Beiträge von Sisenna Iunius Scato

    Scatos freudestrahlendes Grinsen verrutschte, als Cerretanus das Thema Kinder ansprach. Denn dazu gehörte ein Weib. Scato jedenfalls würde nicht einmal pro forma heiraten, seine Präferenzen waren eindeutig. Lieber saß er Seite an Seite mit Lurco bei einer Cervisia, schaute in den Sonnenuntergang und genoss ihren gemeinsamen Lebensabend, während der alte Terpander den Kräutergarten pflegte. Mochte Scatos Zweig mit ihm aussterben. Es war in Ordnung.


    "Nach Ablauf meiner Dienstzeit melde ich mich als Evocatus, wenn meine Gesundheit in dem Alter noch mitspielt", sagte er freundlich. "Und wenn nicht, widme ich mich unserer Taberna. Eine Ehe kommt in meiner Lebensplanung nicht vor."

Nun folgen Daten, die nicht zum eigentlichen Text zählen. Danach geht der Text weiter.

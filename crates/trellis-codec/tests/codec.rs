//! Encode/decode integration tests.

use proptest::prelude::*;
use serde_json::{Value, json};
use tempfile::tempdir;

use trellis_codec::{
    CodecError, DecodeContext, EncodeOptions, FLAT_FILE, PanelExtensions, SCRIPT_FILE,
    WarningKind, decode, decode_artifact, encode, parse_script, read_artifact, write_display,
};
use trellis_model::{
    CogValue, DisplaySchema, MetaDescriptor, PanelLocation, PanelPayload, PanelSource, PanelType,
    Record,
};

const LEVELS: [&str; 3] = ["Algeria", "Denmark", "Germany"];

fn gapminder_schema() -> DisplaySchema {
    DisplaySchema::new(
        "life expectancy",
        vec![
            MetaDescriptor::factor("country", "Country", LEVELS),
            MetaDescriptor::number("mean_lexp", "Mean life expectancy"),
            MetaDescriptor::string("continent", "Continent"),
            MetaDescriptor::panel("panel", PanelType::Img, PanelSource::file("panels")),
        ],
    )
    .with_description("Life expectancy by country")
}

fn gapminder_records() -> Vec<Record> {
    vec![
        Record::new("Algeria")
            .with("country", "Algeria")
            .with("mean_lexp", 59.03)
            .with("continent", "Africa"),
        Record::new("Denmark")
            .with("country", 1_i64)
            .with("mean_lexp", 74.37)
            .with("continent", "Europe"),
        Record::new("Germany")
            .with("country", "Germany")
            .with("mean_lexp", f64::NAN)
            .with("continent", "Europe"),
    ]
}

#[test]
fn factor_level_encodes_one_based_and_decodes_zero_based() {
    let encoded = encode(&gapminder_schema(), &gapminder_records(), &EncodeOptions::default())
        .expect("encode");
    let rows = &encoded.artifact.cog_data;
    assert_eq!(rows[0]["country"], json!(1));
    assert_eq!(rows[1]["country"], json!(2));
    assert_eq!(rows[2]["country"], json!(3));

    let decoded = decode_artifact(&encoded.artifact, &DecodeContext::default()).expect("decode");
    assert_eq!(decoded.records[0].get("country"), &CogValue::factor(0, "Algeria"));
    assert_eq!(decoded.records[1].get("country"), &CogValue::factor(1, "Denmark"));
}

#[test]
fn nan_numbers_are_written_as_null() {
    let encoded = encode(&gapminder_schema(), &gapminder_records(), &EncodeOptions::default())
        .expect("encode");
    assert_eq!(encoded.artifact.cog_data[2]["mean_lexp"], Value::Null);
}

#[test]
fn missing_meta_value_is_schema_mismatch() {
    let records = vec![Record::new("x").with("country", "Algeria")];
    let err = encode(&gapminder_schema(), &records, &EncodeOptions::default()).unwrap_err();
    match err {
        CodecError::SchemaMismatch { panel_key, varname } => {
            assert_eq!(panel_key, "x");
            assert_eq!(varname, "mean_lexp");
        }
        other => panic!("unexpected error: {other}"),
    }
}

#[test]
fn duplicate_panel_keys_are_rejected() {
    let mut records = gapminder_records();
    records[1].panel_key = "Algeria".to_string();
    let err = encode(&gapminder_schema(), &records, &EncodeOptions::default()).unwrap_err();
    assert!(matches!(err, CodecError::DuplicatePanelKey { .. }));
}

#[test]
fn strict_mode_rejects_unknown_levels() {
    let mut records = gapminder_records();
    records[0].insert("country", "France");

    let lenient = encode(&gapminder_schema(), &records, &EncodeOptions::default())
        .expect("lenient encode");
    assert_eq!(lenient.artifact.cog_data[0]["country"], json!("France"));

    let strict = encode(
        &gapminder_schema(),
        &records,
        &EncodeOptions::default().strict(),
    );
    assert!(matches!(strict, Err(CodecError::UnknownLevel { .. })));
}

#[test]
fn panel_column_holds_relative_reference() {
    let mut extensions = PanelExtensions::new();
    extensions.insert("Denmark", "svg");
    let options = EncodeOptions::default().with_panel_extensions(extensions);
    let encoded = encode(&gapminder_schema(), &gapminder_records(), &options).expect("encode");

    assert_eq!(encoded.artifact.cog_data[0]["panel"], json!("Algeria.png"));
    assert_eq!(encoded.artifact.cog_data[1]["panel"], json!("Denmark.svg"));
    assert_eq!(encoded.flat[1]["panel"], json!("panels/Denmark.svg"));

    let interface = encoded.artifact.panel_interface.as_ref().expect("interface");
    assert_eq!(interface.panel_col, "panel");
    assert_eq!(interface.source.base.as_deref(), Some("panels"));
}

#[test]
fn companion_files_match_embedded_rows_except_panel_prefix() {
    let encoded = encode(&gapminder_schema(), &gapminder_records(), &EncodeOptions::default())
        .expect("encode");
    let scripted = parse_script(&encoded.script).expect("parse script");
    assert_eq!(scripted, encoded.flat);

    for (embedded, flat) in encoded.artifact.cog_data.iter().zip(&encoded.flat) {
        assert_eq!(embedded.len(), flat.len());
        for (key, value) in embedded {
            if key == "panel" {
                let reference = value.as_str().expect("panel reference");
                assert_eq!(flat[key], json!(format!("panels/{reference}")));
            } else {
                assert_eq!(&flat[key], value, "field {key}");
            }
        }
    }
}

#[test]
fn written_display_resolves_panels_on_decode() {
    let dir = tempdir().expect("tempdir");
    let encoded = encode(&gapminder_schema(), &gapminder_records(), &EncodeOptions::default())
        .expect("encode");
    write_display(dir.path(), &encoded).expect("write display");

    let panels = dir.path().join("panels");
    std::fs::create_dir_all(&panels).expect("panels dir");
    std::fs::write(panels.join("Algeria.png"), b"png").expect("panel file");

    let artifact = read_artifact(&dir.path().join("displayInfo.json")).expect("read artifact");
    assert_eq!(artifact.name, encoded.artifact.name);
    assert_eq!(artifact.keysig, encoded.artifact.keysig);
    assert_eq!(artifact.cog_data.len(), 3);
    let flat: Value = serde_json::from_slice(
        &std::fs::read(dir.path().join(FLAT_FILE)).expect("read flat file"),
    )
    .expect("parse flat file");
    assert_eq!(flat.as_array().map(Vec::len), Some(3));
    assert!(dir.path().join(SCRIPT_FILE).is_file());

    let decoded =
        decode_artifact(&artifact, &DecodeContext::with_base_dir(dir.path())).expect("decode");
    assert_eq!(decoded.records.len(), 3, "unresolved rows are kept");

    let algeria = decoded.records[0].panel.as_ref().expect("panel ref");
    assert_eq!(
        algeria.location,
        Some(PanelLocation::File(panels.join("Algeria.png")))
    );
    assert_eq!(algeria.payload, PanelPayload::Image);
    assert_eq!(decoded.records[1].panel.as_ref().unwrap().location, None);

    let unresolved: Vec<&str> = decoded
        .warnings
        .iter()
        .filter(|w| matches!(w.kind, WarningKind::UnresolvedPanel { .. }))
        .map(|w| w.panel_key.as_str())
        .collect();
    assert_eq!(unresolved, vec!["Denmark", "Germany"]);
}

#[test]
fn decode_reports_missing_keys_and_unknown_types() {
    let err = decode(r#"{"name": "x", "metas": []}"#, &DecodeContext::default()).unwrap_err();
    assert!(matches!(err, CodecError::InvalidSchema { .. }));

    let err = decode(
        r#"{"name": "x", "cogData": [], "metas": [{"varname": "v", "type": "color"}]}"#,
        &DecodeContext::default(),
    )
    .unwrap_err();
    assert!(matches!(err, CodecError::UnsupportedMetaType { .. }));

    let err = decode(
        r#"{"name": "x", "cogData": [{"v": 1}], "metas": []}"#,
        &DecodeContext::default(),
    )
    .unwrap_err();
    assert!(matches!(err, CodecError::InvalidSchema { .. }));
}

#[test]
fn keysig_and_distributions_are_embedded() {
    let encoded = encode(&gapminder_schema(), &gapminder_records(), &EncodeOptions::default())
        .expect("encode");
    assert_eq!(encoded.artifact.keysig.len(), 64);
    assert_eq!(encoded.artifact.n, 3);
    assert!(encoded.artifact.cog_distns.contains_key("country"));
    assert!(encoded.artifact.cog_distns.contains_key("mean_lexp"));
    assert!(!encoded.artifact.cog_distns.contains_key("continent"));
}

proptest! {
    #[test]
    fn every_level_round_trips(
        levels in prop::collection::btree_set("[A-Za-z][A-Za-z ]{0,11}", 1..12),
        pick in any::<prop::sample::Index>(),
    ) {
        let levels: Vec<String> = levels.into_iter().collect();
        let value = pick.get(&levels).clone();
        let schema = DisplaySchema::new("p", vec![MetaDescriptor::factor("f", "F", levels.clone())]);
        let records = vec![Record::new("k").with("f", value.clone())];

        let encoded = encode(&schema, &records, &EncodeOptions::default().strict()).unwrap();
        let code = encoded.artifact.cog_data[0]["f"].as_u64().unwrap();
        prop_assert!(code >= 1);

        let decoded = decode_artifact(&encoded.artifact, &DecodeContext::default()).unwrap();
        prop_assert_eq!(decoded.records[0].get("f").as_label(), Some(value.as_str()));
    }
}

    So. Nun konnte Cerretanus sich entweder freuen oder schwarz ärgern, dass Scato nicht vorhatte, jemals aus dem Dienst auszutreten und die Castra zu verlassen. Als alter Tattergreis, das hastile als Krücke benutzend, würde Cerretanus Scato noch immer an der Backe haben.


    Scato salutierte zufrieden, machte kehrt und marschierte davon, um seinen Kameraden die frohe Kunde zu überbringen, dass er sie nun offiziell verarzten durfte. Sein erstes Opfer würde Stilo werden.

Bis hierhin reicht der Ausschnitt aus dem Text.